Geltung: Wie spätere Gerichte diesen Entscheid behandelt haben, wurde nicht ausgewertet.

00.099.703

Rubrum

Publ.-Nr: 00.099.703

Stelle: Bezirksgericht Lenzburg

Rubrik: Gerichte / Entscheide, Urteile, Verfügungen und Beschlüsse

Veröffentlicht: 21.07.2026

Entscheid vom 16. Juli 2026 Betroffener Peric Viktor, geboren am 8. September 2009, von Serbien, Lenzhardstrasse 53, 5102 Rupperswil Mutter Vasic Aleksandra, geboren am 18. April 1989, von Serbien, Lenzhardstrasse 53, 5102 Rupperswil Vater Peric Aleksandar, geboren am 24. März 1986, von Serbien, Wohnort unbekannt Beistand Egloff Hans, Gemeindeverband SDRL, JEFB, Bahnhofstrasse 6, 5600 Lenzburg

Gegenstand Änderung einer Massnahme

Dispositiv

1. Die für den Betroffenen bestehende Beistandschaft gemäss Art. 308 Abs. 1 und 2 ZGB wird beibehalten und der Aufgabenbereich angepasst.

2. Die Beistandschaft umfasst neu folgende, vollständig aufgeführte Aufgabenbereiche:

Die Mutter in ihrer Sorge um den Betroffenen mit Rat und Tat zu unterstützen (bisher);

in Zusammenarbeit mit dem Betroffenen, der Mutter und involvierten Fachpersonen zeitnah eine geeignete psychologische, psychiatrische und/oder psychotherapeutische Abklärung und Behandlung des Betroffenen zu organisieren und zu begleiten sowie allfällige Finanzierungsfragen zu klären (bisher);

den Betroffenen in seiner persönlichen, gesundheitlichen und schulischen Entwicklung zu begleiten (bisher);

mit sämtlichen Fachpersonen inkl. Schule in regelmässigem Austausch zu stehen (bisher).

3. Der Beistand Hans Egloff, Gemeindeverband SDRL, JEFB, Bahnhofstrasse 6, 5600 Lenzburg wird beibehalten.

4. Den Beistand wird aufgetragen, Schlussbericht (Volljährigkeit) für die Periode vom 1. Mai 2026 bis 8. September 2027 zu erstatten und diesen dem Familiengericht bis spätestens 8. Dezember 2027 unaufgefordert (im Doppel) einzureichen.

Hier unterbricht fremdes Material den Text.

// Copyright (c) 2025 Erick Bourgeois, firestoned
// SPDX-License-Identifier: MIT

//! Authoritative DNS lookups for discovery records.
//!
//! Discovery records answer differently depending on where the client is. To see what
//! a client in a given datacenter would get, queries carry an EDNS client subnet option
//! built from a representative IP of that datacenter ([`ecs`]).
//!
//! Every authoritative nameserver of the zone is queried independently, because
//! propagation from the control plane to each of them happens at its own pace.
//!
//! # Example
//!
//! ```rust,no_run
//! use dnsdisc::dns::{ResolverClient, UdpResolver};
//!
//! # async fn example() -> anyhow::Result<()> {
//! let resolver = UdpResolver::new(vec!["10.3.0.1:53".to_string()])?;
//! for answer in resolver
//!     .resolve_with_subnet("svcA.discovery.wmnet", "10.64.0.1".parse()?)
//!     .await?
//! {
//!     println!("{} -> {} (ttl {})", answer.nameserver, answer.address, answer.ttl);
//! }
//! # Ok(())
//! # }
//! ```

pub mod ecs;
pub mod udp;

pub use udp::UdpResolver;

use async_trait::async_trait;
use std::net::IpAddr;

use crate::dns_errors::ResolverError;

/// The address one authoritative nameserver returned for a record.
#[derive(Debug, Clone, PartialEq, Eq)]
pub struct Answer {
    /// Nameserver that answered (`ip:port`)
    pub nameserver: String,
    /// First address record in the answer
    pub address: IpAddr,
    /// Highest TTL of the records in the answer section
    pub ttl: u32,
}

/// Resolves discovery records against all authoritative nameservers of the zone.
#[async_trait]
pub trait ResolverClient: Send + Sync {
    /// Resolve `fqdn` as a client located in `client_ip`'s subnet would.
    ///
    /// Returns one answer per authoritative nameserver.
    async fn resolve_with_subnet(
        &self,
        fqdn: &str,
        client_ip: IpAddr,
    ) -> Result<Vec<Answer>, ResolverError>;

    /// Resolve `fqdn` without any client subnet hint.
    ///
    /// Returns one answer per authoritative nameserver.
    async fn resolve(&self, fqdn: &str) -> Result<Vec<Answer>, ResolverError>;
}
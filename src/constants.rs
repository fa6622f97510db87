// Copyright (c) 2025 Erick Bourgeois, firestoned
// SPDX-License-Identifier: MIT

//! Global constants for dnsdisc.
//!
//! This module contains all numeric and string constants used throughout the codebase.
//! Constants are organized by category for easy maintenance.

// ============================================================================
// Discovery Zone Constants
// ============================================================================

/// Default DNS Discovery zone suffix
pub const DEFAULT_DISCOVERY_ZONE: &str = "discovery.wmnet";

/// Default core datacenters (the ones that can serve internal traffic)
pub const DEFAULT_CORE_DATACENTERS: &[&str] = &["eqiad", "codfw"];

/// Standard DNS port for queries
pub const DNS_PORT: u16 = 53;

/// Default path of the engine configuration file
pub const DEFAULT_CONFIG_PATH: &str = "/etc/dnsdisc/config.yaml";

/// Default directory holding advisory lock slots
pub const DEFAULT_LOCK_DIR: &str = "/var/lock/dnsdisc";

// ============================================================================
// TTL Constants
// ============================================================================

/// Short TTL used right before a switchover (10 seconds)
pub const DNS_TTL_SHORT: u32 = 10;

/// Medium TTL used for routine pool/depool operations (5 minutes)
pub const DNS_TTL_MEDIUM: u32 = 300;

// ============================================================================
// EDNS Client Subnet Constants
// ============================================================================

/// Source prefix length announced for IPv4 client subnets
pub const ECS_IPV4_SOURCE_PREFIX: u8 = 24;

/// Source prefix length announced for IPv6 client subnets
pub const ECS_IPV6_SOURCE_PREFIX: u8 = 56;

/// EDNS UDP payload size advertised in queries
pub const EDNS_UDP_PAYLOAD_SIZE: u16 = 1232;

/// Timeout for a single authoritative DNS query (milliseconds)
pub const DNS_QUERY_TIMEOUT_MILLIS: u64 = 2000;

// ============================================================================
// Verification Constants
// ============================================================================

/// Maximum number of full consistency check attempts
pub const DEFAULT_CHECK_ATTEMPTS: u32 = 15;

/// Constant delay between consistency check attempts (3 seconds)
pub const DEFAULT_CHECK_INTERVAL_SECS: u64 = 3;

/// Delay between the control-plane writes and the first verification attempt
pub const DEFAULT_SETTLE_SECS: u64 = 1;

// ============================================================================
// Cache Invalidation Constants
// ============================================================================

/// Default host selector of the recursive resolvers
pub const DEFAULT_RECURSOR_HOSTS: &str = "A:dns-rec";

/// Default host selector of the authoritative DNS servers
pub const DEFAULT_AUTHDNS_HOSTS: &str = "A:dns-auth";

/// Delay between the two blind zone wipes in emergency mode (30 seconds)
pub const DEFAULT_EMERGENCY_WIPE_INTERVAL_SECS: u64 = 30;

/// Number of blind zone wipes performed in emergency mode
pub const EMERGENCY_WIPE_ROUNDS: u32 = 2;

/// Directory where confd keeps per-record template state on authoritative servers
pub const CONFD_TEMPLATE_STATE_DIR: &str = "/var/run/confd-template";

// ============================================================================
// Run Lock Constants
// ============================================================================

/// Lock TTL for read-only runs (1 minute)
pub const LOCK_RO_TTL_SECS: u64 = 60;

/// Lock TTL for mutating runs (10 minutes)
pub const LOCK_RW_TTL_SECS: u64 = 600;

/// Concurrency for read-only runs
pub const LOCK_RO_CONCURRENCY: usize = 20;

/// Concurrency for mutating runs
pub const LOCK_RW_CONCURRENCY: usize = 1;

// ============================================================================
// Control Plane HTTP Constants
// ============================================================================

/// Timeout for a single control-plane HTTP request (seconds)
pub const CONTROL_PLANE_TIMEOUT_SECS: u64 = 10;

/// Number of interactive attempts before a prompt is considered cancelled
pub const PROMPT_MAX_TRIES: u32 = 3;
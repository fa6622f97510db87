// Copyright (c) 2025 Erick Bourgeois, firestoned
// SPDX-License-Identifier: MIT

//! Error types for DNS Discovery reconciliation.
//!
//! This module provides specialized error types for:
//! - Service catalog loading (fatal to a whole run)
//! - Control-plane reads and writes of the pooled state (fatal to one record)
//! - Authoritative DNS lookups with EDNS client subnet
//! - Consistency checks between the control plane and what DNS answers
//! - Remote command execution on resolver fleets
//! - Operator prompts and the advisory run lock
//!
//! Per-record failures are folded into [`ReconcileError`], which carries a
//! `status_reason()` code used in run reports and metrics labels.

use std::net::IpAddr;
use thiserror::Error;

/// Errors that can occur while reading the service catalog.
///
/// Any of these aborts the whole run before a single write happens; there is no
/// partial-catalog mode.
#[derive(Error, Debug, Clone)]
pub enum CatalogError {
    /// The catalog source could not be read at all
    #[error("Service catalog at {location} is unreachable: {reason}")]
    Unreachable {
        /// Where the catalog was read from (path or URL)
        location: String,
        /// Underlying I/O or transport error
        reason: String,
    },

    /// The catalog was read but could not be parsed or is inconsistent
    #[error("Service catalog at {location} is malformed: {reason}")]
    Malformed {
        /// Where the catalog was read from (path or URL)
        location: String,
        /// Explanation of what is invalid
        reason: String,
    },

    /// A discovery record asked for by name is not in the catalog
    #[error("Discovery record {name} is not in the service catalog")]
    UnknownRecord {
        /// The requested record name
        name: String,
    },
}

/// Errors that can occur when talking to the control plane (confctl-like store).
///
/// These always abort the reconciliation of the record being handled; they are
/// never silently skipped.
#[derive(Error, Debug, Clone)]
pub enum ControlPlaneError {
    /// The control plane could not be reached (connection refused, DNS failure, timeout)
    #[error("Control plane at {endpoint} unreachable: {reason}")]
    Unreachable {
        /// The control plane endpoint
        endpoint: String,
        /// Reason for the connection failure
        reason: String,
    },

    /// The control plane answered with an error status
    #[error("Control plane request for {service}/{datacenter} failed (HTTP {status_code}): {reason}")]
    RequestFailed {
        /// The discovery service being read or written
        service: String,
        /// The datacenter being read or written (or `*` for listings)
        datacenter: String,
        /// HTTP status code returned
        status_code: u16,
        /// Response body or error message
        reason: String,
    },

    /// The control plane has no object for the requested service/datacenter
    #[error("Service {service} has no discovery object in {datacenter}")]
    NotFound {
        /// The discovery service
        service: String,
        /// The datacenter
        datacenter: String,
    },

    /// The control plane answered with something that could not be decoded
    #[error("Invalid response from control plane at {endpoint}: {reason}")]
    InvalidResponse {
        /// The control plane endpoint
        endpoint: String,
        /// Decoding error
        reason: String,
    },
}

impl ControlPlaneError {
    /// Returns true if the request may succeed when retried.
    #[must_use]
    pub fn is_transient(&self) -> bool {
        match self {
            Self::Unreachable { .. } => true,
            Self::RequestFailed { status_code, .. } => {
                *status_code == 429 || (500..600).contains(status_code)
            }
            Self::NotFound { .. } | Self::InvalidResponse { .. } => false,
        }
    }
}

/// Errors that can occur while resolving a discovery record.
#[derive(Error, Debug, Clone)]
pub enum ResolverError {
    /// The query could not be sent or the answer could not be decoded
    #[error("DNS query for {name} against {nameserver} failed: {reason}")]
    QueryFailed {
        /// The name being resolved
        name: String,
        /// The authoritative nameserver queried
        nameserver: String,
        /// Reason for the failure
        reason: String,
    },

    /// The nameserver did not answer in time
    #[error("DNS query for {name} against {nameserver} timed out after {timeout_ms}ms")]
    Timeout {
        /// The name being resolved
        name: String,
        /// The authoritative nameserver queried
        nameserver: String,
        /// Timeout in milliseconds
        timeout_ms: u64,
    },

    /// The nameserver answered without any address record for the name
    #[error("DNS record {name} has no address on {nameserver} (rcode {rcode})")]
    NoAnswer {
        /// The name being resolved
        name: String,
        /// The authoritative nameserver queried
        nameserver: String,
        /// Response code returned by the server
        rcode: String,
    },
}

/// Errors raised by a single consistency check attempt.
///
/// A mismatch on any datacenter/nameserver pair fails the whole attempt; the
/// [`crate::checker::ConsistencyChecker`] retries the full check.
#[derive(Error, Debug, Clone)]
pub enum CheckError {
    /// A pooled datacenter does not get its local address
    #[error(
        "Error checking auth dns for {fqdn} in {datacenter} on {nameserver}: resolved to {observed}, expected: {expected}"
    )]
    NotLocal {
        /// The record checked
        fqdn: String,
        /// The datacenter used as EDNS client subnet
        datacenter: String,
        /// The authoritative nameserver that answered
        nameserver: String,
        /// The address observed
        observed: IpAddr,
        /// The local address expected
        expected: IpAddr,
    },

    /// A depooled datacenter still gets its local address
    #[error(
        "Error checking auth dns for {fqdn} in {datacenter} on {nameserver}: resolved to {local}, a different IP was expected"
    )]
    StillLocal {
        /// The record checked
        fqdn: String,
        /// The datacenter used as EDNS client subnet
        datacenter: String,
        /// The authoritative nameserver that answered
        nameserver: String,
        /// The local address that should no longer be served
        local: IpAddr,
    },

    /// No representative client IP is configured for a datacenter of the record
    #[error("No client subnet configured for datacenter {datacenter} (record {fqdn})")]
    UnknownDatacenter {
        /// The record checked
        fqdn: String,
        /// The datacenter without a subnet
        datacenter: String,
    },

    /// The lookup itself failed
    #[error(transparent)]
    Resolver(#[from] ResolverError),
}

impl CheckError {
    /// Returns true if the mismatch can be explained by propagation lag and the
    /// check should be attempted again.
    #[must_use]
    pub fn is_retryable(&self) -> bool {
        !matches!(self, Self::UnknownDatacenter { .. })
    }
}

/// Errors raised while running commands on remote hosts.
#[derive(Error, Debug, Clone)]
pub enum RemoteError {
    /// The host selector matched nothing
    #[error("Host selector '{selector}' matched no hosts")]
    NoHosts {
        /// The selector used
        selector: String,
    },

    /// The command failed on some hosts
    #[error("Command '{command}' failed on {failed}/{total} hosts: {first_error}")]
    CommandFailed {
        /// The command executed
        command: String,
        /// Number of hosts where it failed
        failed: usize,
        /// Number of hosts targeted
        total: usize,
        /// First error reported
        first_error: String,
    },
}

/// Errors raised by the operator prompt.
#[derive(Error, Debug, Clone, PartialEq, Eq)]
pub enum PromptError {
    /// The operator did not provide a valid answer
    #[error("Invalid or missing answer to '{message}'")]
    Cancelled {
        /// The question asked
        message: String,
    },

    /// The prompt could not read from or write to the terminal
    #[error("Prompt I/O failed: {reason}")]
    Io {
        /// Underlying I/O error
        reason: String,
    },
}

/// Errors raised while acquiring the advisory run lock.
#[derive(Error, Debug, Clone)]
pub enum LockError {
    /// The maximum number of concurrent holders is reached
    #[error("Lock '{key}' is held by {holders} run(s) (max concurrency {concurrency})")]
    Contended {
        /// The lock key
        key: String,
        /// Current number of live holders
        holders: usize,
        /// Maximum concurrency allowed
        concurrency: usize,
    },

    /// The lock directory could not be used
    #[error("Lock storage at {path} failed: {reason}")]
    Storage {
        /// The lock path
        path: String,
        /// Underlying I/O error
        reason: String,
    },
}

/// Composite error for the reconciliation of a single discovery record.
///
/// None of these abort the run; they are turned into a per-record outcome.
#[derive(Error, Debug, Clone)]
pub enum ReconcileError {
    /// An active/passive record is pooled in more than one datacenter
    #[error(
        "The discovery record {record} is A/P but pooled in multiple datacenters ({}); resolve manually using conftool",
        .pooled.join(",")
    )]
    SplitBrain {
        /// The record name
        record: String,
        /// Datacenters where the record is pooled
        pooled: Vec<String>,
    },

    /// An active/passive record would end up pooled in more than one datacenter
    #[error("Cannot pool A/P record {record} in multiple datacenters ({})", .desired.join(","))]
    MultiTarget {
        /// The record name
        record: String,
        /// The rejected desired state
        desired: Vec<String>,
    },

    /// The skip-or-move prompt was not answered validly
    #[error("Invalid responses, NOT acting on record {record}: {reason}")]
    OperatorCancelled {
        /// The record name
        record: String,
        /// What went wrong with the prompt
        reason: String,
    },

    /// Reading or writing the pooled state failed
    #[error(transparent)]
    ControlPlane(#[from] ControlPlaneError),

    /// DNS kept disagreeing with the desired state after all attempts
    #[error("Record {fqdn} diverged after {attempts} attempts: {last}")]
    Divergence {
        /// The record checked
        fqdn: String,
        /// Number of attempts performed
        attempts: u32,
        /// Error of the last attempt
        last: CheckError,
    },

    /// A non-retryable check error (e.g. configuration)
    #[error(transparent)]
    Check(#[from] CheckError),

    /// A remote command (cache wipe, stale marker cleanup) failed
    #[error(transparent)]
    Remote(#[from] RemoteError),
}

impl ReconcileError {
    /// Returns the reason code for this error, used in outcomes and metrics labels.
    #[must_use]
    pub fn status_reason(&self) -> &'static str {
        match self {
            Self::SplitBrain { .. } => "SplitBrain",
            Self::MultiTarget { .. } => "MultiTarget",
            Self::OperatorCancelled { .. } => "OperatorCancelled",
            Self::ControlPlane(ControlPlaneError::Unreachable { .. }) => "ControlPlaneUnreachable",
            Self::ControlPlane(ControlPlaneError::RequestFailed { .. }) => {
                "ControlPlaneRequestFailed"
            }
            Self::ControlPlane(ControlPlaneError::NotFound { .. }) => "ControlPlaneNotFound",
            Self::ControlPlane(ControlPlaneError::InvalidResponse { .. }) => {
                "ControlPlaneInvalidResponse"
            }
            Self::Divergence { .. } => "RecordDivergence",
            Self::Check(_) => "CheckFailed",
            Self::Remote(_) => "RemoteCommandFailed",
        }
    }

    /// Returns true if an operator has to fix the record by hand before the engine
    /// can act on it again.
    #[must_use]
    pub fn requires_manual_intervention(&self) -> bool {
        matches!(self, Self::SplitBrain { .. } | Self::MultiTarget { .. })
    }
}

#[cfg(test)]
#[path = "dns_errors_tests.rs"]
mod dns_errors_tests;
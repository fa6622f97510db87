// Copyright (c) 2025 Erick Bourgeois, firestoned
// SPDX-License-Identifier: MIT

//! Unit tests for `active_active.rs`

#[cfg(test)]
mod tests {
    use crate::reconcilers::{Outcome, RunAction, RunRequest};
    use crate::record::{Action, Intent, ReconciliationOperation};
    use crate::testing::{set, svc_a, svc_c, Harness, Write};

    #[tokio::test]
    async fn test_depool_one_of_two_sites() {
        let h = Harness::new(&[(svc_a(), &["eqiad", "codfw"])], &[]);

        let report = h
            .engine
            .run(&RunRequest::new(RunAction::Depool, "eqiad"))
            .await
            .unwrap();

        assert!(report.success());
        assert_eq!(report.outcome("svcA").unwrap().outcome, Outcome::Applied);
        assert_eq!(h.control_plane.writes(), vec![Write::depool("svcA", "eqiad")]);
        assert_eq!(h.control_plane.pooled_set("svcA"), set(&["codfw"]));
        // Both sites were checked, then the record was wiped
        assert_eq!(h.dns.query_count(), 2);
        assert_eq!(
            h.commands(),
            vec!["sudo rec_control wipe-cache svcA.discovery.wmnet".to_string()]
        );
        assert!(h.prompt.asked().is_empty());
    }

    #[tokio::test]
    async fn test_second_run_is_noop() {
        let h = Harness::new(&[(svc_a(), &["eqiad", "codfw"])], &[]);
        let request = RunRequest::new(RunAction::Depool, "eqiad");

        h.engine.run(&request).await.unwrap();
        h.control_plane.clear_writes();
        let report = h.engine.run(&request).await.unwrap();

        assert_eq!(report.outcome("svcA").unwrap().outcome, Outcome::NoOp);
        assert!(h.control_plane.writes().is_empty());
    }

    #[tokio::test]
    async fn test_pool_adds_site() {
        let h = Harness::new(&[(svc_c(), &["eqiad"])], &[]);

        let report = h
            .engine
            .run(&RunRequest::new(RunAction::Pool, "esams"))
            .await
            .unwrap();

        assert!(report.success());
        assert_eq!(h.control_plane.writes(), vec![Write::pool("svcC", "esams")]);
        assert_eq!(h.control_plane.pooled_set("svcC"), set(&["eqiad", "esams"]));
    }

    #[tokio::test]
    async fn test_pools_are_written_before_depools() {
        let h = Harness::new(&[(svc_c(), &["eqiad"])], &[]);
        let operation = ReconciliationOperation::with_before_state(
            svc_c(),
            "eqiad",
            Intent::Restore(set(&["codfw", "esams"])),
            set(&["eqiad"]),
        );

        let outcome = h
            .engine
            .reconcile_active_active(&operation, false)
            .await
            .unwrap();

        assert_eq!(outcome.outcome, Outcome::Applied);
        assert_eq!(
            h.control_plane.writes(),
            vec![
                Write::pool("svcC", "codfw"),
                Write::pool("svcC", "esams"),
                Write::depool("svcC", "eqiad"),
            ]
        );
    }

    #[tokio::test]
    async fn test_last_site_goes_through_skip_or_move() {
        let h = Harness::new(&[(svc_a(), &["eqiad"])], &["skip"]);

        let report = h
            .engine
            .run(&RunRequest::new(RunAction::Depool, "eqiad"))
            .await
            .unwrap();

        let outcome = report.outcome("svcA").unwrap();
        assert_eq!(outcome.outcome, Outcome::Skipped);
        assert_eq!(outcome.reason, Some("OperatorSkipped"));
        assert_eq!(h.prompt.asked().len(), 1);
        assert!(h.control_plane.writes().is_empty());
        assert_eq!(h.control_plane.pooled_set("svcA"), set(&["eqiad"]));
        // Skips are reported but don't fail the run
        assert!(report.success());
    }

    #[tokio::test]
    async fn test_verification_survives_propagation_lag() {
        let h = Harness::new(&[(svc_a(), &["eqiad", "codfw"])], &[]);
        h.dns.lag_for(14);

        let report = h
            .engine
            .run(&RunRequest::new(RunAction::Depool, "eqiad"))
            .await
            .unwrap();

        assert!(report.success());
        assert_eq!(report.outcome("svcA").unwrap().outcome, Outcome::Applied);
    }

    #[tokio::test]
    async fn test_divergence_fails_without_wipe_or_revert() {
        let h = Harness::new(&[(svc_a(), &["eqiad", "codfw"])], &[]);
        h.dns.freeze();

        let report = h
            .engine
            .run(&RunRequest::new(RunAction::Depool, "eqiad"))
            .await
            .unwrap();

        let outcome = report.outcome("svcA").unwrap();
        assert_eq!(outcome.outcome, Outcome::Failed);
        assert_eq!(outcome.reason, Some("RecordDivergence"));
        assert!(!report.success());
        assert_eq!(h.dns.query_count(), 15);
        assert!(h.commands().is_empty());
        // The write stays applied until an operator asks for a rollback
        assert_eq!(h.control_plane.pooled_set("svcA"), set(&["codfw"]));
    }

    #[tokio::test]
    async fn test_pool_intent_on_single_site() {
        let h = Harness::new(&[(svc_a(), &[])], &[]);
        let operation = ReconciliationOperation::capture(
            svc_a(),
            "codfw",
            Intent::Apply(Action::Pool),
            h.control_plane.as_ref(),
        )
        .await
        .unwrap();

        let outcome = h
            .engine
            .reconcile_active_active(&operation, false)
            .await
            .unwrap();

        assert_eq!(outcome.outcome, Outcome::Applied);
        assert_eq!(outcome.detail, "pooled in codfw (was none)");
    }
}
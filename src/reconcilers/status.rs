// Copyright (c) 2025 Erick Bourgeois, firestoned
// SPDX-License-Identifier: MIT

//! Read-only entry points.
//!
//! - [`ReconciliationEngine::status`] reports, per record and per datacenter, whether the
//!   record is pooled there.
//! - [`ReconciliationEngine::check`] audits records by checking that DNS answers match
//!   their live pooled state.
//!
//! Neither writes to the control plane.

use serde::Serialize;
use std::collections::{BTreeMap, BTreeSet};
use std::fmt;
use tracing::{error, info};

use super::{ReconciliationEngine, RecordOutcome, RunReport};
use crate::catalog::EnumeratedRecords;
use crate::dns_errors::{CatalogError, ControlPlaneError};
use crate::metrics;
use crate::record::{DiscoveryRecord, Topology};

/// Pooled state of one record.
#[derive(Debug, Clone, PartialEq, Eq, Serialize)]
pub struct RecordStatus {
    pub record: String,
    pub topology: Topology,
    /// Requested datacenter -> pooled
    pub pooled: BTreeMap<String, bool>,
}

impl RecordStatus {
    #[must_use]
    pub fn is_pooled_in(&self, datacenter: &str) -> bool {
        self.pooled.get(datacenter).copied().unwrap_or(false)
    }
}

/// Result of [`ReconciliationEngine::status`].
#[derive(Debug, Clone, Default, PartialEq, Eq, Serialize)]
pub struct StatusReport {
    pub datacenters: Vec<String>,
    pub records: Vec<RecordStatus>,
    /// Records whose state could not be read
    pub skipped: Vec<String>,
}

impl StatusReport {
    /// Records pooled in `datacenter`.
    pub fn pooled_in<'a>(&'a self, datacenter: &'a str) -> impl Iterator<Item = &'a RecordStatus> {
        self.records.iter().filter(move |r| r.is_pooled_in(datacenter))
    }
}

impl fmt::Display for StatusReport {
    fn fmt(&self, f: &mut fmt::Formatter<'_>) -> fmt::Result {
        for datacenter in &self.datacenters {
            writeln!(f, "=== POOLED SERVICES IN {} ===", datacenter.to_uppercase())?;
            for status in self.pooled_in(datacenter) {
                writeln!(f, "{:<30}{:<20}", status.record, status.topology.as_str())?;
            }
        }
        if !self.skipped.is_empty() {
            writeln!(f, "=== SKIPPED SERVICES ===")?;
            for name in &self.skipped {
                writeln!(f, "{name}")?;
            }
        }
        Ok(())
    }
}

impl ReconciliationEngine {
    /// Report whether each record is pooled in each of `datacenters`.
    ///
    /// Active/passive records are included, and so are the services configured as
    /// excluded from datacenter switches: only `exclusions` are left out. A record
    /// whose state can't be read is listed as skipped instead of failing the report.
    ///
    /// # Errors
    ///
    /// Returns an error if the catalog can't be read.
    pub async fn status(
        &self,
        datacenters: &[String],
        exclusions: &BTreeSet<String>,
    ) -> Result<StatusReport, CatalogError> {
        let records = self.enumerate(true, exclusions).await?;
        let mut report = StatusReport {
            datacenters: datacenters.to_vec(),
            ..StatusReport::default()
        };

        for record in records.iter() {
            match self.pooled_map(record, datacenters).await {
                Ok(pooled) => report.records.push(RecordStatus {
                    record: record.name().to_string(),
                    topology: record.topology(),
                    pooled,
                }),
                Err(e) => {
                    error!(record = %record.name(), error = %e, "Can't fetch status, skipping");
                    report.skipped.push(record.name().to_string());
                }
            }
        }
        Ok(report)
    }

    async fn pooled_map(
        &self,
        record: &DiscoveryRecord,
        datacenters: &[String],
    ) -> Result<BTreeMap<String, bool>, ControlPlaneError> {
        let mut pooled = BTreeMap::new();
        for datacenter in datacenters {
            let state = match self
                .control_plane
                .get_pooled(record.name(), datacenter)
                .await
            {
                Ok(state) => state,
                // No object there: the record has no endpoint in that datacenter
                Err(ControlPlaneError::NotFound { .. }) => false,
                Err(e) => return Err(e),
            };
            pooled.insert(datacenter.clone(), state);
        }
        Ok(pooled)
    }

    /// Check the named records against their live pooled state.
    ///
    /// # Errors
    ///
    /// Returns an error if the catalog can't be read or a name is not a discovery
    /// record of the catalog. Nothing is checked in that case.
    pub async fn check(&self, names: &[String]) -> Result<RunReport, CatalogError> {
        let records = self.enumerate(true, &BTreeSet::new()).await?;
        let mut selected = EnumeratedRecords::default();
        for name in names {
            let record = records
                .find(name)
                .cloned()
                .ok_or_else(|| CatalogError::UnknownRecord { name: name.clone() })?;
            if record.is_active_active() {
                selected.active_active.push(record);
            } else {
                selected.active_passive.push(record);
            }
        }
        Ok(self.audit(&selected).await)
    }

    /// Check every record, one outcome each: no-op when DNS matches, failed otherwise.
    pub(crate) async fn audit(&self, records: &EnumeratedRecords) -> RunReport {
        let mut report = RunReport::new(None);
        for record in records.iter() {
            let outcome = match self
                .checker
                .check_record(record, self.control_plane.as_ref())
                .await
            {
                Ok(attempts) => {
                    info!(record = %record.name(), attempts, "DNS matches the pooled state");
                    RecordOutcome::no_op(
                        record,
                        format!("DNS matches the pooled state after {attempts} attempt(s)"),
                    )
                }
                Err(e) => {
                    error!(record = %record.name(), error = %e, "DNS does not match the pooled state");
                    RecordOutcome::from_error(record, &e)
                }
            };
            metrics::record_outcome(record.topology(), outcome.outcome.as_str(), outcome.reason);
            report.outcomes.push(outcome);
        }
        report
    }
}

#[cfg(test)]
#[path = "status_tests.rs"]
mod status_tests;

5. Die der Mutter mit Entscheid des Familiengerichts Lenzburg vom 11. Mai 2022 erteilte Weisung gemäss Art. 307 Abs. 1 und 3 ZGB wird aufgehoben.

6. Der Beistand hat die alte Ernennungsurkunde innert 20 Tagen seit Zustellung dieses Entscheids an das Familiengericht zu retournieren.

7. Es werden keine Gerichtskosten erhoben.

8. Es werden keine Parteientschädigungen zugesprochen.

Hinweis zum Entscheiddispositiv (Art. 239 Abs. 2 ZPO) Innert 10 Tagen seit Zustellung dieses Dispositivs kann bei der Präsidentin des Bezirksgerichts Lenzburg mit schriftlicher Eingabe eine schriftliche Begründung verlangt werden. Die Frist kann nicht erstreckt werden (Art. 144 Abs. 1 ZPO). Fällt der letzte Tag der Frist auf einen Samstag, Sonntag oder einen anerkannten Feiertag i.S.v. § 21 EG ZPO, so endet sie am nächsten Werktag (Art. 142 Abs. 3 ZPO). Es gilt kein Fristenstillstand (Art. 145 Abs. 2 ZPO). Wird keine Begründung verlangt, so gilt dies als Verzicht auf die Anfechtung des Entscheides (Art. 239 Abs. 2 ZPO). Wird eine Begründung verlangt, so hemmt dies die Rechtskraft und die Vollstreckbarkeit des Entscheides, sofern das Familiengericht oder das Obergericht der Beschwerde nicht die aufschiebende Wirkung entzieht (Art. 450c ZGB).